Problem to solve: Copy, from the data below, each line that has the word "Option".

Collected data:
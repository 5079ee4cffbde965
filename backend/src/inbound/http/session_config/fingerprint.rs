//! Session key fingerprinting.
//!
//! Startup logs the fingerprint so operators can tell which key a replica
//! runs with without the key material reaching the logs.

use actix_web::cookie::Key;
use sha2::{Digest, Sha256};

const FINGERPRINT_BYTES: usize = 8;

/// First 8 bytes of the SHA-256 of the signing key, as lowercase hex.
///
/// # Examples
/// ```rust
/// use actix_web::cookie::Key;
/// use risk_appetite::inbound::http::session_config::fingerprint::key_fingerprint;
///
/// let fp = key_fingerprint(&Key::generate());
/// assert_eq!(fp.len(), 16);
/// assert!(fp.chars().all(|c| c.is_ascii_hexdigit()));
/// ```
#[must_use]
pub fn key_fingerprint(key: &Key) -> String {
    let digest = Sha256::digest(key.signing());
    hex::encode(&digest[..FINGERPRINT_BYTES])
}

---

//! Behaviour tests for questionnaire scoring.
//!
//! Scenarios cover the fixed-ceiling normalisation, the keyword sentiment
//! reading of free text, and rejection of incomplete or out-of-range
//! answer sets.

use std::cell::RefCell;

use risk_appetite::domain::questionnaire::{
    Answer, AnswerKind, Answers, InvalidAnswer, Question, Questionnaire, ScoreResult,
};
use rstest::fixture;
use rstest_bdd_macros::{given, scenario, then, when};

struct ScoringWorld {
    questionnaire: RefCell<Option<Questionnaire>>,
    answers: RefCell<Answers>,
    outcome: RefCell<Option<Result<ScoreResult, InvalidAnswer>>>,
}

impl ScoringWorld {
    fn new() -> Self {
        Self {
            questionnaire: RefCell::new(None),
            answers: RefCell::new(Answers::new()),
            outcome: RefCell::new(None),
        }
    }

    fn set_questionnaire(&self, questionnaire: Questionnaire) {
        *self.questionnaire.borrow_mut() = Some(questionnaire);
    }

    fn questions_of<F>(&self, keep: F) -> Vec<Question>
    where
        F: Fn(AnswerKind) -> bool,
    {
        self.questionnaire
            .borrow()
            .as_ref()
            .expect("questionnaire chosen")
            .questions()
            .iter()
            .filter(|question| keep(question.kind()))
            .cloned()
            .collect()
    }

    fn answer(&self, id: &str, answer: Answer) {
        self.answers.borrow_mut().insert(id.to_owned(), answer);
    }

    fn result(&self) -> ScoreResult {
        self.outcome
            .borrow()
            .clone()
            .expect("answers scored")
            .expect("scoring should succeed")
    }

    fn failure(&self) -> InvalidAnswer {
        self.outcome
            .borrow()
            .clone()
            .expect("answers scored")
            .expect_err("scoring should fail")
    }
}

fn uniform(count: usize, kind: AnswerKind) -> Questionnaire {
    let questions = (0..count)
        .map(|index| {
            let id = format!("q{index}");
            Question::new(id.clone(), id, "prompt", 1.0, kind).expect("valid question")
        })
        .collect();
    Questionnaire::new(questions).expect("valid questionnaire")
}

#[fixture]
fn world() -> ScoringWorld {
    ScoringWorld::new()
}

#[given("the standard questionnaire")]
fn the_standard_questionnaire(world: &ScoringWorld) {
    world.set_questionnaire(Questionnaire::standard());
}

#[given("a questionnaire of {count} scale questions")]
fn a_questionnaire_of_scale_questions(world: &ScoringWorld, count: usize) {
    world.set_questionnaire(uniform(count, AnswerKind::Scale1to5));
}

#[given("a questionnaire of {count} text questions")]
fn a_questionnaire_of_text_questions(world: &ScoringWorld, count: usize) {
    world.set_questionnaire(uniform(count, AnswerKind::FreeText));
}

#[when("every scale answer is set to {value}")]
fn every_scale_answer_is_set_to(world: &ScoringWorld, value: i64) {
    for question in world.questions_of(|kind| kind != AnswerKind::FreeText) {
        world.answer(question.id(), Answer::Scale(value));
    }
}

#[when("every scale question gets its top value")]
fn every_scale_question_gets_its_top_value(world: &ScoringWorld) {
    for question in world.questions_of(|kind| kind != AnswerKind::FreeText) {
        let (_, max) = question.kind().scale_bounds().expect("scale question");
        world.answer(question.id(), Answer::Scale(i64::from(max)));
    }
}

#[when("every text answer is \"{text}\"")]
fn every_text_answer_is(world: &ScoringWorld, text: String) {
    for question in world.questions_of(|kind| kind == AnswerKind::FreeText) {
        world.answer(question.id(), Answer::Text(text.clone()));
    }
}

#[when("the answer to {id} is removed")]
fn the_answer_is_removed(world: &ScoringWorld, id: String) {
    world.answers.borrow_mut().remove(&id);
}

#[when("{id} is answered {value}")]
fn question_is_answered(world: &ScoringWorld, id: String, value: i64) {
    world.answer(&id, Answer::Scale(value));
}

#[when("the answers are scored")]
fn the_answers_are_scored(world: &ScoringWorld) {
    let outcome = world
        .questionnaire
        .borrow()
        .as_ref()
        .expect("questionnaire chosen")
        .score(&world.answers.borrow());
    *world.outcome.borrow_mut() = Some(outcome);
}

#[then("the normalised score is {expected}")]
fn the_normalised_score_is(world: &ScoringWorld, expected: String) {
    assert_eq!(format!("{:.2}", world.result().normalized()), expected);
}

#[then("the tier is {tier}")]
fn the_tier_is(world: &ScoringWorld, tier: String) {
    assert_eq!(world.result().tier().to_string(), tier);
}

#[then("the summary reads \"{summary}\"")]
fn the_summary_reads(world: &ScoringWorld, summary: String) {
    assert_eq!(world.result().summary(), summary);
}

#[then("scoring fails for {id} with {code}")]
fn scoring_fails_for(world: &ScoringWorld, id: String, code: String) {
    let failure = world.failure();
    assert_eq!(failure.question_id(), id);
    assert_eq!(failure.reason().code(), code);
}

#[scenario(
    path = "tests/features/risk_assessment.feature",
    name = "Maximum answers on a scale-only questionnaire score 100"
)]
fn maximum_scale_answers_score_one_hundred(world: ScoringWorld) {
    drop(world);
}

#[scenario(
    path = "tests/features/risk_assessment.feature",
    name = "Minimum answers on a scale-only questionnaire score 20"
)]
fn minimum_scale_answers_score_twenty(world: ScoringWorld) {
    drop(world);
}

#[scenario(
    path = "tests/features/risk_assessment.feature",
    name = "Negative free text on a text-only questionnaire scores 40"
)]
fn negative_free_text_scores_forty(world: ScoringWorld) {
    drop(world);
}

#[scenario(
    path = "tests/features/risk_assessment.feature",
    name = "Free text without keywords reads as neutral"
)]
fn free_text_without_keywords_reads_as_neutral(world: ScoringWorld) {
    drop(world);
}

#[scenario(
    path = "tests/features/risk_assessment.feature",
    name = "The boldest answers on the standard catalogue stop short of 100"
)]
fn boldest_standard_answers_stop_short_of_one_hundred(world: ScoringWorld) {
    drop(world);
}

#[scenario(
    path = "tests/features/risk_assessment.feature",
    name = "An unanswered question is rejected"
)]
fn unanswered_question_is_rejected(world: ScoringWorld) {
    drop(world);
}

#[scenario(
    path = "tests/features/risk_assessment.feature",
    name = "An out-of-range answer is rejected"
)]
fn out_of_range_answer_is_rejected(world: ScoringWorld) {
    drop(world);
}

Result for this exercise:
    questionnaire: RefCell<Option<Questionnaire>>,
    outcome: RefCell<Option<Result<ScoreResult, InvalidAnswer>>>,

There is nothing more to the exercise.